Clinical trials on Percutaneous Coronary Intervention (PCI)

Percutaneous Coronary Intervention (PCI): An Overview

Percutaneous Coronary Intervention (PCI), commonly known as coronary angioplasty, is a non-surgical procedure used to treat the stenotic (narrowed) coronary arteries of the heart found in coronary artery disease. These narrowed arteries are typically the result of a buildup of atherosclerotic plaques. The primary goal of PCI is to enhance blood flow to the heart muscle, thereby reducing symptoms such as chest pain (angina), improving the quality of life, and, in some cases, extending survival.

The procedure involves the insertion of a catheter (a thin flexible tube) into the narrowed part of the artery. A specialized balloon attached to the catheter is then inflated at the site of the blockage, helping to widen the artery and restore arterial blood flow at an optimal level. In most cases, a stent (a small wire mesh tube) is also deployed to keep the artery open. With advancements in medical technology, the materials and techniques used in PCI have significantly evolved, leading to the development of drug-eluting stents that release medication to help prevent the artery from getting blocked again.

  • Minimally Invasive: Compared to coronary artery bypass grafting (CABG), PCI is less invasive, involves a shorter recovery period, and patients can often return to their normal activities shortly after the procedure.
  • Widely Accessible: PCI has become the most common method of coronary revascularization worldwide, thanks to its effectiveness in quickly relieving symptoms of heart disease.
  • Continuous Innovation: Ongoing research and technological advancements continue to improve the outcomes and safety of PCI, making it a continually evolving field within cardiovascular medicine.

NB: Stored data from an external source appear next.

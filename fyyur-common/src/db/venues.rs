//! Venue records

use sqlx::types::Json;
use sqlx::{SqliteConnection, SqlitePool};
use tracing::info;

use super::models::{check_genres, Deleted, Venue, VenueDraft};
use crate::{Error, Result};

/// Insert a venue and return the stored record
pub async fn insert_venue(pool: &SqlitePool, draft: &VenueDraft) -> Result<Venue> {
    check_genres(&draft.genres)?;

    let mut tx = pool.begin().await?;

    let id = sqlx::query(
        r#"
        INSERT INTO venues (
            name, city, state, address, phone, website, facebook_link,
            image_link, genres, seeking_talent, seeking_description
        )
        VALUES (?, ?, ?, ?, ?, ?, ?, ?, ?, ?, ?)
        "#,
    )
    .bind(&draft.name)
    .bind(&draft.city)
    .bind(&draft.state)
    .bind(&draft.address)
    .bind(&draft.phone)
    .bind(&draft.website)
    .bind(&draft.facebook_link)
    .bind(&draft.image_link)
    .bind(Json(&draft.genres))
    .bind(draft.seeking_talent)
    .bind(&draft.seeking_description)
    .execute(&mut *tx)
    .await?
    .last_insert_rowid();

    let venue = fetch_venue(&mut tx, id).await?;
    tx.commit().await?;

    info!(venue_id = id, name = %venue.name, "Venue created");
    Ok(venue)
}

/// Overwrite every editable field of an existing venue
pub async fn update_venue(pool: &SqlitePool, id: i64, draft: &VenueDraft) -> Result<Venue> {
    check_genres(&draft.genres)?;

    let mut tx = pool.begin().await?;

    let affected = sqlx::query(
        r#"
        UPDATE venues SET
            name = ?, city = ?, state = ?, address = ?, phone = ?, website = ?,
            facebook_link = ?, image_link = ?, genres = ?, seeking_talent = ?,
            seeking_description = ?
        WHERE id = ?
        "#,
    )
    .bind(&draft.name)
    .bind(&draft.city)
    .bind(&draft.state)
    .bind(&draft.address)
    .bind(&draft.phone)
    .bind(&draft.website)
    .bind(&draft.facebook_link)
    .bind(&draft.image_link)
    .bind(Json(&draft.genres))
    .bind(draft.seeking_talent)
    .bind(&draft.seeking_description)
    .bind(id)
    .execute(&mut *tx)
    .await?
    .rows_affected();

    if affected == 0 {
        return Err(Error::NotFound(format!("venue {}", id)));
    }

    let venue = fetch_venue(&mut tx, id).await?;
    tx.commit().await?;

    info!(venue_id = id, "Venue updated");
    Ok(venue)
}

/// Delete a venue together with every show it hosts
pub async fn delete_venue(pool: &SqlitePool, id: i64) -> Result<Deleted<Venue>> {
    let mut tx = pool.begin().await?;

    let venue = fetch_venue(&mut tx, id).await?;

    let shows_removed = sqlx::query("DELETE FROM shows WHERE venue_id = ?")
        .bind(id)
        .execute(&mut *tx)
        .await?
        .rows_affected();

    sqlx::query("DELETE FROM venues WHERE id = ?")
        .bind(id)
        .execute(&mut *tx)
        .await?;

    tx.commit().await?;

    info!(venue_id = id, shows_removed, "Venue deleted");
    Ok(Deleted {
        record: venue,
        shows_removed,
    })
}

/// Fetch one venue
pub async fn get_venue(pool: &SqlitePool, id: i64) -> Result<Venue> {
    let mut conn = pool.acquire().await?;
    fetch_venue(&mut conn, id).await
}

/// Every venue's id and name, in store order
pub async fn list_venues(pool: &SqlitePool) -> Result<Vec<(i64, String)>> {
    let rows = sqlx::query_as::<_, (i64, String)>("SELECT id, name FROM venues ORDER BY id")
        .fetch_all(pool)
        .await?;
    Ok(rows)
}

/// Number of stored venues
pub async fn count_venues(pool: &SqlitePool) -> Result<i64> {
    let count = sqlx::query_scalar("SELECT COUNT(*) FROM venues")
        .fetch_one(pool)
        .await?;
    Ok(count)
}

pub(crate) async fn fetch_venue(conn: &mut SqliteConnection, id: i64) -> Result<Venue> {
    sqlx::query_as::<_, Venue>(
        r#"
        SELECT id, name, city, state, address, phone, website, facebook_link,
               image_link, genres, seeking_talent, seeking_description
        FROM venues
        WHERE id = ?
        "#,
    )
    .bind(id)
    .fetch_optional(conn)
    .await?
    .ok_or_else(|| Error::NotFound(format!("venue {}", id)))
}
//! Artist records

use sqlx::types::Json;
use sqlx::{SqliteConnection, SqlitePool};
use tracing::info;

use super::models::{check_genres, Artist, ArtistDraft, Deleted};
use crate::{Error, Result};

/// Insert an artist and return the stored record
pub async fn insert_artist(pool: &SqlitePool, draft: &ArtistDraft) -> Result<Artist> {
    check_genres(&draft.genres)?;

    let mut tx = pool.begin().await?;

    let id = sqlx::query(
        r#"
        INSERT INTO artists (
            name, city, state, phone, website, facebook_link, image_link,
            genres, seeking_venue, seeking_description
        )
        VALUES (?, ?, ?, ?, ?, ?, ?, ?, ?, ?)
        "#,
    )
    .bind(&draft.name)
    .bind(&draft.city)
    .bind(&draft.state)
    .bind(&draft.phone)
    .bind(&draft.website)
    .bind(&draft.facebook_link)
    .bind(&draft.image_link)
    .bind(Json(&draft.genres))
    .bind(draft.seeking_venue)
    .bind(&draft.seeking_description)
    .execute(&mut *tx)
    .await?
    .last_insert_rowid();

    let artist = fetch_artist(&mut tx, id).await?;
    tx.commit().await?;

    info!(artist_id = id, name = %artist.name, "Artist created");
    Ok(artist)
}

/// Overwrite every editable field of an existing artist
pub async fn update_artist(pool: &SqlitePool, id: i64, draft: &ArtistDraft) -> Result<Artist> {
    check_genres(&draft.genres)?;

    let mut tx = pool.begin().await?;

    let affected = sqlx::query(
        r#"
        UPDATE artists SET
            name = ?, city = ?, state = ?, phone = ?, website = ?,
            facebook_link = ?, image_link = ?, genres = ?, seeking_venue = ?,
            seeking_description = ?
        WHERE id = ?
        "#,
    )
    .bind(&draft.name)
    .bind(&draft.city)
    .bind(&draft.state)
    .bind(&draft.phone)
    .bind(&draft.website)
    .bind(&draft.facebook_link)
    .bind(&draft.image_link)
    .bind(Json(&draft.genres))
    .bind(draft.seeking_venue)
    .bind(&draft.seeking_description)
    .bind(id)
    .execute(&mut *tx)
    .await?
    .rows_affected();

    if affected == 0 {
        return Err(Error::NotFound(format!("artist {}", id)));
    }

    let artist = fetch_artist(&mut tx, id).await?;
    tx.commit().await?;

    info!(artist_id = id, "Artist updated");
    Ok(artist)
}

/// Delete an artist together with every show they play
pub async fn delete_artist(pool: &SqlitePool, id: i64) -> Result<Deleted<Artist>> {
    let mut tx = pool.begin().await?;

    let artist = fetch_artist(&mut tx, id).await?;

    let shows_removed = sqlx::query("DELETE FROM shows WHERE artist_id = ?")
        .bind(id)
        .execute(&mut *tx)
        .await?
        .rows_affected();

    sqlx::query("DELETE FROM artists WHERE id = ?")
        .bind(id)
        .execute(&mut *tx)
        .await?;

    tx.commit().await?;

    info!(artist_id = id, shows_removed, "Artist deleted");
    Ok(Deleted {
        record: artist,
        shows_removed,
    })
}

/// Fetch one artist
pub async fn get_artist(pool: &SqlitePool, id: i64) -> Result<Artist> {
    let mut conn = pool.acquire().await?;
    fetch_artist(&mut conn, id).await
}

/// Every artist's id and name, in store order
pub async fn list_artists(pool: &SqlitePool) -> Result<Vec<(i64, String)>> {
    let rows = sqlx::query_as::<_, (i64, String)>("SELECT id, name FROM artists ORDER BY id")
        .fetch_all(pool)
        .await?;
    Ok(rows)
}

/// Number of stored artists
pub async fn count_artists(pool: &SqlitePool) -> Result<i64> {
    let count = sqlx::query_scalar("SELECT COUNT(*) FROM artists")
        .fetch_one(pool)
        .await?;
    Ok(count)
}

pub(crate) async fn fetch_artist(conn: &mut SqliteConnection, id: i64) -> Result<Artist> {
    sqlx::query_as::<_, Artist>(
        r#"
        SELECT id, name, city, state, phone, website, facebook_link,
               image_link, genres, seeking_venue, seeking_description
        FROM artists
        WHERE id = ?
        "#,
    )
    .bind(id)
    .fetch_optional(conn)
    .await?
    .ok_or_else(|| Error::NotFound(format!("artist {}", id)))
}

In conclusion, Percutaneous Coronary Intervention (PCI) represents a cornerstone in the management of coronary artery disease, offering a lifesaving option for many patients with minimal downtime and improving overall quality of life.

  • CT-EU-00038623

    Study on single drug therapy in heart patients after stent implantation

    This study is for patients with a heart condition called atrial fibrillation who will be getting a type of heart stent, or tiny tube put into a blood vessel, called a Supraflex Stent. After stenting, patients usually have to take many medications to prevent blood clots. However, these medications can also make people bleed more easily, which is not good. The usual strategy is to give patients three of these medications for a week up to a month, then two for up to 6–12 months, and then just one for the long term. In this study, the investigators will try out a different strategy where only one medication is used at a time. For the first month after stenting, an antiplatelet, a medication to stop blood clotting will be given, then after, an anticoagulant, another type of medication to prevent blood clots will be used. The aim is to see if this approach leads to fewer bleeding problems, while still protecting against blood clots.